Perché nell’agosto di ormai sei anni fa una delle famiglie più facoltose d’Italia ha deciso di affidare un bene di cui si è sempre dichiarata appassionata nelle mani di un imprenditore semisconosciuto, coinvolto nel crac della sua precedente azienda? Perché, in un mondo dove le due diligence cadono come fiocchi di neve a Cortina, e in cui si elaborano complessi modelli di previsione economica pagando fior di milioni a studi di revisori contabili, è bastata l’intercessione di un avvocato romano a rendere degno di fiducia un affarista privo della disponibilità economica necessaria non solo per acquistare, ma addirittura per sostenere una società di Serie A? Perché per anni tutti hanno pensato che quello stesso professionista, oggi apparentemente estromesso dal CdA dell’azienda, fosse il garante ultimo e il vero ‘deus ex machina’ della vicenda? Solo poiché in possesso del physique du rôle e di buone capacità dialettiche? Perché c’era chi credeva ciecamente che Antonio Romei fosse un uomo di Garrone, e che la famiglia mantenesse ancora un controllo più o meno parziale sulla società, se poi l’attuale presidente ha potuto cancellare semplicemente con un colpo di spugna l’intero organo controllante del club, estromettendo i veri o presunti collegamenti con i Garrone? 

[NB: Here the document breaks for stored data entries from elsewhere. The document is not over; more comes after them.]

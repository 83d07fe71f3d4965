//! Per-peer session state: stream ID, session key and sequence counters.

use std::sync::atomic::{AtomicU64, Ordering};

use freepath_crypto::aead::AeadKey;

/// Sessions are torn down once a seq reaches this value.
pub const SEQ_ROLLOVER_THRESHOLD: u32 = 0xFFFF_FFF0;

/// Largest representable seq.
pub const SEQ_MAX: u32 = u32::MAX;

static NEXT_GENERATION: AtomicU64 = AtomicU64::new(1);

/// State of one established session.
///
/// Both counters start empty; the first outbound frame uses seq 0 and the
/// first inbound frame may use any seq.
#[derive(Debug)]
pub struct SessionState {
    stream_id: String,
    session_key: AeadKey,
    outbound_seq: Option<u32>,
    inbound_seq: Option<u32>,
    generation: u64,
}

impl SessionState {
    /// Create a session with no frames sent or received.
    #[must_use]
    pub fn new(stream_id: impl Into<String>, session_key: AeadKey) -> Self {
        Self {
            stream_id: stream_id.into(),
            session_key,
            outbound_seq: None,
            inbound_seq: None,
            generation: NEXT_GENERATION.fetch_add(1, Ordering::Relaxed),
        }
    }

    /// Stream ID agreed during the handshake.
    #[must_use]
    pub fn stream_id(&self) -> &str {
        &self.stream_id
    }

    /// Symmetric session key.
    #[must_use]
    pub fn session_key(&self) -> &AeadKey {
        &self.session_key
    }

    /// Last seq sent, if any.
    #[must_use]
    pub fn outbound_seq(&self) -> Option<u32> {
        self.outbound_seq
    }

    /// Last seq accepted, if any.
    #[must_use]
    pub fn inbound_seq(&self) -> Option<u32> {
        self.inbound_seq
    }

    /// Token distinguishing this session from any later one for the same peer.
    #[must_use]
    pub fn generation(&self) -> u64 {
        self.generation
    }

    /// Whether the outbound counter has reached the rollover threshold.
    #[must_use]
    pub fn outbound_exhausted(&self) -> bool {
        self.outbound_seq
            .is_some_and(|seq| seq >= SEQ_ROLLOVER_THRESHOLD)
    }

    /// Whether the inbound counter has reached the rollover threshold.
    #[must_use]
    pub fn inbound_exhausted(&self) -> bool {
        self.inbound_seq
            .is_some_and(|seq| seq >= SEQ_ROLLOVER_THRESHOLD)
    }

    /// Advance and return the outbound seq. `None` once [`SEQ_MAX`] has been used.
    pub fn next_outbound_seq(&mut self) -> Option<u32> {
        let next = match self.outbound_seq {
            None => 0,
            Some(seq) => seq.checked_add(1)?,
        };
        self.outbound_seq = Some(next);
        Some(next)
    }

    /// Whether `seq` is strictly greater than the last accepted inbound seq.
    #[must_use]
    pub fn is_valid_inbound_seq(&self, seq: u32) -> bool {
        self.inbound_seq.is_none_or(|last| seq > last)
    }

    /// Record `seq` as accepted. Returns `false` (and changes nothing) if it
    /// is not valid.
    pub fn accept_inbound_seq(&mut self, seq: u32) -> bool {
        if !self.is_valid_inbound_seq(seq) {
            return false;
        }
        self.inbound_seq = Some(seq);
        true
    }

    #[cfg(test)]
    pub(crate) fn set_outbound_seq(&mut self, seq: u32) {
        self.outbound_seq = Some(seq);
    }
}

Andiamo avanti con i perché. Perché Ferrero in questo momento dovrebbe privarsi della Sampdoria? Perché dovrebbe rassegnarsi ad abbandonare il palco, rientrando nell’anonimato, lasciando un posto fisso da oltre un milione l’anno più varie ed eventuali? Perché ciclicamente tornano voci sulla cessione e su presunti acquirenti pronti a lanciarsi, più o meno come api sul miele, sulla Sampdoria? Volete dirmi che, tra tutta questa folle concorrenza di fondi, arabi, principi, imprenditori e emiri, nessuno è stato ancora in grado di presentare un’offerta che si avvicinasse alle richieste del proprietario, ma anzi, quasi tutti hanno sparato cifre giudicate irricevibili? Ci sono solo tre possibili scenari: o gli acquirenti non esistono, e le voci vengono fatte circolare ad arte, o esistono e sono tutti spiantati, o le richieste di chi deve vendere il bene sono considerate esorbitanti e fuori mercato. Da qui non si scappa.

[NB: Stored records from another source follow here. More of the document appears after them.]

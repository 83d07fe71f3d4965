//! Error types for the Freepath core protocol.

use thiserror::Error;

use crate::identity::NodeId;
use freepath_crypto::CryptoError;

/// Core protocol errors
#[derive(Debug, Error)]
pub enum Error {
    /// Structural or decoding error
    #[error("codec error: {0}")]
    Codec(#[from] CodecError),

    /// Base58 decoding error
    #[error("base58 error: {0}")]
    Base58(#[from] Base58Error),

    /// Handshake verification error
    #[error("handshake error: {0}")]
    Handshake(#[from] HandshakeError),

    /// Stateless envelope rejection
    #[error("envelope error: {0}")]
    Envelope(#[from] EnvelopeError),

    /// Link adapter error
    #[error("link error: {0}")]
    Link(#[from] LinkError),

    /// Session management error
    #[error("protocol error: {0}")]
    Protocol(#[from] ProtocolError),

    /// Cryptographic error
    #[error("crypto error: {0}")]
    Crypto(#[from] CryptoError),

    /// Invalid configuration
    #[error("config error: {0}")]
    Config(#[from] ConfigError),
}

/// Configuration validation errors
#[derive(Debug, Error, Clone, PartialEq, Eq)]
pub enum ConfigError {
    /// A value is outside its allowed range
    #[error("invalid {field}: {reason}")]
    Invalid {
        /// Offending field
        field: &'static str,
        /// What is wrong with it
        reason: &'static str,
    },
}

/// Structural and decoding errors for every byte-level codec.
#[derive(Debug, Error, Clone, PartialEq, Eq)]
pub enum CodecError {
    /// Buffer too short to parse
    #[error("buffer too short: expected at least {expected}, got {actual}")]
    Truncated {
        /// Expected minimum size
        expected: usize,
        /// Actual size received
        actual: usize,
    },

    /// Magic bytes did not match "FREE"
    #[error("invalid magic bytes: not a Freepath connection")]
    BadMagic,

    /// Wire version other than the supported one
    #[error("unsupported wire version: {0}")]
    UnsupportedVersion(u8),

    /// Unknown wire type code
    #[error("unknown wire type code: 0x{0:02X}")]
    UnknownTypeCode(u8),

    /// Payload length over the allowed maximum
    #[error("payload length {len} exceeds maximum {max}")]
    PayloadTooLarge {
        /// Offending length
        len: usize,
        /// Allowed maximum
        max: usize,
    },

    /// UNKNOWN frame types have no wire type code
    #[error("cannot encode frame type {0:?} onto the wire")]
    UnencodableType(String),

    /// Frame type string longer than 255 bytes
    #[error("frame type string is {0} bytes, maximum is 255")]
    TypeTooLong(usize),

    /// Fragment count of zero or above the maximum
    #[error("invalid fragment count: {0}")]
    InvalidFragmentCount(u16),

    /// Fragment index not below the fragment count
    #[error("fragment index {index} out of range for fragment count {count}")]
    FragmentIndexOutOfRange {
        /// Fragment index
        index: u16,
        /// Fragment count
        count: u16,
    },

    /// Frame would need more fragments than allowed
    #[error("frame needs {needed} fragments, maximum is {max}")]
    TooManyFragments {
        /// Fragments required
        needed: usize,
        /// Allowed maximum
        max: usize,
    },

    /// MTU of zero
    #[error("mtu must be greater than zero")]
    ZeroMtu,

    /// Malformed JSON
    #[error("malformed json: {0}")]
    Json(String),
}

impl From<serde_json::Error> for CodecError {
    fn from(err: serde_json::Error) -> Self {
        Self::Json(err.to_string())
    }
}

/// Base58 decoding errors
#[derive(Debug, Error, Clone, PartialEq, Eq)]
pub enum Base58Error {
    /// Character outside the Bitcoin alphabet
    #[error("illegal character {character:?} at {position}")]
    InvalidCharacter {
        /// Offending character
        character: char,
        /// Character position in the input
        position: usize,
    },

    /// Decoded value has the wrong length for the target type
    #[error("invalid length: expected {expected} bytes, got {actual}")]
    InvalidLength {
        /// Expected length
        expected: usize,
        /// Actual length
        actual: usize,
    },
}

/// Handshake verification failures. Every variant aborts the handshake.
#[derive(Debug, Error, Clone, PartialEq, Eq)]
pub enum HandshakeError {
    /// Payload is not exactly 144 bytes
    #[error("invalid handshake payload size: {0}")]
    InvalidPayloadSize(usize),

    /// Claimed node ID is not in the contact lookup
    #[error("unknown peer node id")]
    UnknownPeer,

    /// Embedded signing key differs from the trusted key
    #[error("received signing key does not match contact list")]
    SigningKeyMismatch,

    /// Signature did not verify under the trusted key
    #[error("handshake signature verification failed")]
    BadSignature,

    /// X25519 produced an all-zero shared secret
    #[error("low-order point: all-zero shared secret")]
    LowOrderPoint,

    /// Verified node ID differs from the expected peer
    #[error("verified peer {verified} does not match expected peer {expected}")]
    PeerMismatch {
        /// Peer the connection layer intended to reach
        expected: NodeId,
        /// Peer recovered from the handshake
        verified: NodeId,
    },

    /// Cryptographic primitive failure
    #[error("crypto error: {0}")]
    Crypto(#[from] CryptoError),
}

/// Stateless envelope rejections, one per failed check.
#[derive(Debug, Error, Clone, PartialEq, Eq)]
pub enum EnvelopeError {
    /// Schema is not supported
    #[error("unsupported schema: {0}")]
    UnsupportedSchema(i32),

    /// Fragment count below one
    #[error("invalid fragment count: {0}")]
    InvalidFragmentCount(i32),

    /// Fragment index outside `0..fragment_count`
    #[error("fragment index {index} out of range for fragment count {count}")]
    FragmentIndexOutOfRange {
        /// Fragment index
        index: i32,
        /// Fragment count
        count: i32,
    },

    /// Receiver ID is not valid Base58 node ID text
    #[error("invalid receiver id encoding")]
    InvalidReceiverId,

    /// Receiver ID is not the local node
    #[error("envelope receiver id does not match local node id")]
    ReceiverMismatch,

    /// Sender ID is not valid Base58 node ID text
    #[error("invalid sender id encoding")]
    InvalidSenderId,

    /// Sender is not in the contact lookup
    #[error("unknown sender node id")]
    UnknownSender,

    /// Field is not valid Base64
    #[error("invalid {0} encoding")]
    InvalidBase64(&'static str),

    /// Nonce is not 12 bytes
    #[error("nonce must be 12 bytes, got {0}")]
    InvalidNonceLength(usize),

    /// Signature did not verify under the sender's trusted key
    #[error("signature verification failed")]
    BadSignature,

    /// X25519 produced an all-zero shared secret
    #[error("low-order point: all-zero shared secret")]
    LowOrderPoint,

    /// AEAD encryption or decryption failed
    #[error("aead operation failed")]
    Aead,
}

/// Link adapter errors
#[derive(Debug, Error)]
pub enum LinkError {
    /// Adapter has not been started, or has been stopped
    #[error("link adapter not started")]
    NotStarted,

    /// Adapter is already running
    #[error("link adapter already started")]
    AlreadyStarted,

    /// No connection to the peer
    #[error("not connected to peer {0}")]
    NotConnected(NodeId),

    /// Connection closed while in use
    #[error("connection closed")]
    ConnectionClosed,

    /// Socket-level failure
    #[error("io error: {0}")]
    Io(#[from] std::io::Error),

    /// Encoding failure while framing an outbound frame
    #[error("codec error: {0}")]
    Codec(#[from] CodecError),
}

/// Caller-visible session management failures
#[derive(Debug, Error)]
pub enum ProtocolError {
    /// No active session for the peer
    #[error("no active session for peer {0}")]
    NoSession(NodeId),

    /// Outbound seq reached the rollover threshold; the session was closed
    #[error("session seq near rollover for peer {0}; session closed, initiate a new handshake")]
    SeqRollover(NodeId),

    /// `start` called twice
    #[error("protocol already running")]
    AlreadyRunning,

    /// Operation requires a running protocol
    #[error("protocol not running")]
    NotRunning,

    /// Handshake could not be started
    #[error("handshake error: {0}")]
    Handshake(#[from] HandshakeError),

    /// Link adapter failure
    #[error("link error: {0}")]
    Link(#[from] LinkError),

    /// Cryptographic failure
    #[error("crypto error: {0}")]
    Crypto(#[from] CryptoError),

    /// Encoding failure
    #[error("codec error: {0}")]
    Codec(#[from] CodecError),
}

/// Result alias for core operations
pub type Result<T> = std::result::Result<T, Error>;

#[cfg(test)]
mod tests {
    use super::*;

    #[test]
    fn test_codec_error_display() {
        let err = CodecError::PayloadTooLarge { len: 20, max: 10 };
        assert_eq!(err.to_string(), "payload length 20 exceeds maximum 10");
    }

    #[test]
    fn test_envelope_error_names_field() {
        assert_eq!(
            EnvelopeError::InvalidBase64("nonce").to_string(),
            "invalid nonce encoding"
        );
    }

    #[test]
    fn test_error_from_conversions() {
        let err: Error = CodecError::BadMagic.into();
        assert!(matches!(err, Error::Codec(CodecError::BadMagic)));

        let err: Error = HandshakeError::UnknownPeer.into();
        assert!(matches!(err, Error::Handshake(HandshakeError::UnknownPeer)));
    }
}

Di 'perché' ce ne sarebbero ancora decine. Perché nel CdA, in qualità di consigliere, è stato inserito il commercialista del Presidente? Perché la gestione del calciomercato si baserà quasi esclusivamente sulla cessione dei pochi pezzi in possesso di valore sul mercato, rimpiazzati da giovani di belle speranze? E poi, è vero che il settore giovanile risentirà di un ridimensionamento delle spese? Come spera il Doria di potersi rendere competitivo, vivendo una stagione meno sofferta, rinegoziando verso il basso i contratti dei giocatori che vorrebbe tenere? Perché, se alla Samp funziona tutto così bene, i risultati sportivi e di bilancio attualmente fanno segnare un quindicesimo posto, quarto peggior risultato in Serie A negli ultimi 40 anni, con 65 reti subite (più alto score dal 1950-1951 ad oggi) e un segno negativo a bilancio da 13 milioni? Sarà colpa dei tifosi che hanno cullato il sogno Vialli, di tutti gli irriconoscenti che non attribuiscono i giusti meriti al lavoro svolto sino ad oggi? O dei giornalisti che non sanno fare le domande giuste? Vi svelo una cosa: i giornalisti, così come i tifosi, le domande giuste se le fanno da sempre, anche sotto l’ombrellone. Non hanno paura, anzi, non vedrebbero l’ora di avere delle spiegazioni. Il vero, grande problema è che a questi interrogativi piuttosto banalmente non viene data risposta. E temo che si andrà avanti così per molto, molto tempo.